Signature Bank was also hit by a withdrawal tsunami, and right now many other regional banks are also seeing huge outflows.

So which banks will be the next to implode?

Well, on Tuesday Moody’s Investors Service suddenly slashed its outlook for the entire U.S. banking sector

In a harsh blow to an already-reeling sector, Moody’s Investors Service cut its view on the entire banking system to negative from stable.

The firm, part of the big three rating services, said Monday it was making the move in light of key bank failures that prompted regulators to step in Sunday with a dramatic rescue plan for depositors and other institutions impacted by the crisis.

But what was far more troubling was the fact that Moody’s identified six specific banks for potential downgrades…

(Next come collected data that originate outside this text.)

//! Vehicle API handlers

use std::sync::Arc;

use axum::{
    extract::{Path, Query, State},
    http::StatusCode,
    Extension, Json,
};
use chrono::{Datelike, NaiveDate, Utc};

use super::dto::{CreateVehicleRequest, ListVehiclesParams, UpdateVehicleRequest, VehicleDto};
use crate::application::VehicleService;
use crate::domain::vehicle::{NewVehicle, VehicleChanges, VehicleFilter, VehicleType};
use crate::interfaces::http::common::{
    bad_request, error_response, parse_choice, parse_date, ApiError, ApiResponse, ApiResult,
    MessageResponse, PaginatedResponse, ValidatedJson,
};
use crate::interfaces::http::middleware::AuthenticatedUser;
use crate::shared::{non_blank, PaginationParams};

#[derive(Clone)]
pub struct VehicleHandlerState {
    pub vehicles: Arc<VehicleService>,
}

impl ListVehiclesParams {
    fn filter(&self) -> Result<VehicleFilter, ApiError> {
        Ok(VehicleFilter {
            vehicle_type: parse_choice("vehicle_type", self.vehicle_type.as_deref(), VehicleType::parse)?,
            brand: non_blank(self.brand.clone()),
            model: non_blank(self.model.clone()),
            only_available: self.available.unwrap_or(false),
        })
    }

    /// Both dates or neither.
    fn date_range(&self) -> Result<Option<(NaiveDate, NaiveDate)>, ApiError> {
        let start = parse_date("start_date", self.start_date.as_deref())?;
        let end = parse_date("end_date", self.end_date.as_deref())?;
        match (start, end) {
            (Some(s), Some(e)) => Ok(Some((s, e))),
            (None, None) => Ok(None),
            _ => Err(bad_request(
                "start_date and end_date must be provided together",
            )),
        }
    }

    fn page(&self) -> PaginationParams {
        PaginationParams::new(self.page, self.limit)
    }
}

fn parse_vehicle_type(value: &str) -> Result<VehicleType, ApiError> {
    VehicleType::parse(value).ok_or_else(|| {
        bad_request(format!(
            "Invalid vehicle_type: {} (expected car, van, truck or motorbike)",
            value
        ))
    })
}

#[utoipa::path(
    get,
    path = "/api/v1/vehicles",
    tag = "Vehicles",
    security(("bearer_auth" = [])),
    params(ListVehiclesParams),
    responses(
        (status = 200, description = "Vehicle list", body = ApiResponse<PaginatedResponse<VehicleDto>>),
        (status = 400, description = "Invalid filter")
    )
)]
pub async fn list_vehicles(
    State(state): State<VehicleHandlerState>,
    Query(params): Query<ListVehiclesParams>,
) -> ApiResult<PaginatedResponse<VehicleDto>> {
    let filter = params.filter()?;
    let result = match params.date_range()? {
        Some((start, end)) => {
            state
                .vehicles
                .available(filter, start, end, Utc::now().date_naive(), params.page())
                .await
        }
        None => state.vehicles.list(filter, params.page()).await,
    }
    .map_err(error_response)?;

    Ok(Json(ApiResponse::success(PaginatedResponse::from(result))))
}

#[utoipa::path(
    get,
    path = "/api/v1/vehicles/available",
    tag = "Vehicles",
    security(("bearer_auth" = [])),
    params(ListVehiclesParams),
    responses(
        (status = 200, description = "Vehicles free for the whole range", body = ApiResponse<PaginatedResponse<VehicleDto>>),
        (status = 400, description = "Missing, past or inverted dates")
    )
)]
pub async fn available_vehicles(
    State(state): State<VehicleHandlerState>,
    Query(params): Query<ListVehiclesParams>,
) -> ApiResult<PaginatedResponse<VehicleDto>> {
    let filter = params.filter()?;
    let Some((start, end)) = params.date_range()? else {
        return Err(bad_request("start_date and end_date are required"));
    };

    let result = state
        .vehicles
        .available(filter, start, end, Utc::now().date_naive(), params.page())
        .await
        .map_err(error_response)?;

    Ok(Json(ApiResponse::success(PaginatedResponse::from(result))))
}

#[utoipa::path(
    get,
    path = "/api/v1/vehicles/{id}",
    tag = "Vehicles",
    security(("bearer_auth" = [])),
    params(("id" = i32, Path, description = "Vehicle ID")),
    responses(
        (status = 200, description = "Vehicle details", body = ApiResponse<VehicleDto>),
        (status = 404, description = "Not found")
    )
)]
pub async fn get_vehicle(
    State(state): State<VehicleHandlerState>,
    Path(id): Path<i32>,
) -> ApiResult<VehicleDto> {
    let vehicle = state.vehicles.get(id).await.map_err(error_response)?;
    Ok(Json(ApiResponse::success(VehicleDto::from(vehicle))))
}

#[utoipa::path(
    post,
    path = "/api/v1/vehicles",
    tag = "Vehicles",
    security(("bearer_auth" = [])),
    request_body = CreateVehicleRequest,
    responses(
        (status = 201, description = "Vehicle created", body = ApiResponse<VehicleDto>),
        (status = 400, description = "Invalid year, rate or type"),
        (status = 403, description = "Staff only"),
        (status = 409, description = "Plate number already exists")
    )
)]
pub async fn create_vehicle(
    State(state): State<VehicleHandlerState>,
    Extension(user): Extension<AuthenticatedUser>,
    ValidatedJson(request): ValidatedJson<CreateVehicleRequest>,
) -> Result<(StatusCode, Json<ApiResponse<VehicleDto>>), ApiError> {
    let vehicle = NewVehicle {
        vehicle_type: parse_vehicle_type(&request.vehicle_type)?,
        brand: request.brand.trim().to_string(),
        model: request.model.trim().to_string(),
        year: request.year,
        daily_rate: request.daily_rate,
        plate_number: request.plate_number.trim().to_string(),
        description: non_blank(request.description),
        image: non_blank(request.image),
        is_available: request.is_available,
    };

    let created = state
        .vehicles
        .create(&user.actor(), vehicle, Utc::now().year())
        .await
        .map_err(error_response)?;

    Ok((
        StatusCode::CREATED,
        Json(ApiResponse::success(VehicleDto::from(created))),
    ))
}

#[utoipa::path(
    put,
    path = "/api/v1/vehicles/{id}",
    tag = "Vehicles",
    security(("bearer_auth" = [])),
    params(("id" = i32, Path, description = "Vehicle ID")),
    request_body = UpdateVehicleRequest,
    responses(
        (status = 200, description = "Vehicle updated", body = ApiResponse<VehicleDto>),
        (status = 403, description = "Staff only"),
        (status = 404, description = "Not found"),
        (status = 409, description = "Plate number already exists")
    )
)]
pub async fn update_vehicle(
    State(state): State<VehicleHandlerState>,
    Extension(user): Extension<AuthenticatedUser>,
    Path(id): Path<i32>,
    ValidatedJson(request): ValidatedJson<UpdateVehicleRequest>,
) -> ApiResult<VehicleDto> {
    let vehicle_type = match request.vehicle_type.as_deref() {
        Some(raw) => Some(parse_vehicle_type(raw)?),
        None => None,
    };

    let changes = VehicleChanges {
        brand: request.brand.map(|b| b.trim().to_string()),
        model: request.model.map(|m| m.trim().to_string()),
        year: request.year,
        vehicle_type,
        daily_rate: request.daily_rate,
        plate_number: request.plate_number.map(|p| p.trim().to_string()),
        description: request.description,
        image: request.image,
        is_available: request.is_available,
    };

    let vehicle = state
        .vehicles
        .update(&user.actor(), id, changes, Utc::now().year())
        .await
        .map_err(error_response)?;

    Ok(Json(ApiResponse::success(VehicleDto::from(vehicle))))
}

#[utoipa::path(
    delete,
    path = "/api/v1/vehicles/{id}",
    tag = "Vehicles",
    security(("bearer_auth" = [])),
    params(("id" = i32, Path, description = "Vehicle ID")),
    responses(
        (status = 200, description = "Vehicle deleted", body = ApiResponse<MessageResponse>),
        (status = 403, description = "Staff only"),
        (status = 404, description = "Not found")
    )
)]
pub async fn delete_vehicle(
    State(state): State<VehicleHandlerState>,
    Extension(user): Extension<AuthenticatedUser>,
    Path(id): Path<i32>,
) -> ApiResult<MessageResponse> {
    state
        .vehicles
        .delete(&user.actor(), id)
        .await
        .map_err(error_response)?;

    Ok(Json(ApiResponse::success(MessageResponse::new(format!(
        "Vehicle {} deleted",
        id
    )))))
}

Moody’s also warned it was reviewing the rates of First Republic Bank, Zions, Western Alliance, Comerica, UMB Financial, and Intrust Financial. It said it had cut the rating on Signature Bank, which was seized by bank regulators over the weekend, to junk.

Needless to say, we will want to keep a very close eye on those six names.

Meanwhile, one of the most important banks in Europe has acknowledged “material weaknesses”

Credit Suisse has acknowledged ‘material weaknesses’ in its internal controls as the Swiss bank released its annual report on Tuesday, in the latest blow to the scandal-hit bank.

The annual report was delayed following queries from U.S. regulators regarding its books. The bank was supposed to publish its report last week but it postponed the release after a last-minute call from the U.S. Securities and Exchange Commission over revisions made to cash-flow statements for 2019 and 2020.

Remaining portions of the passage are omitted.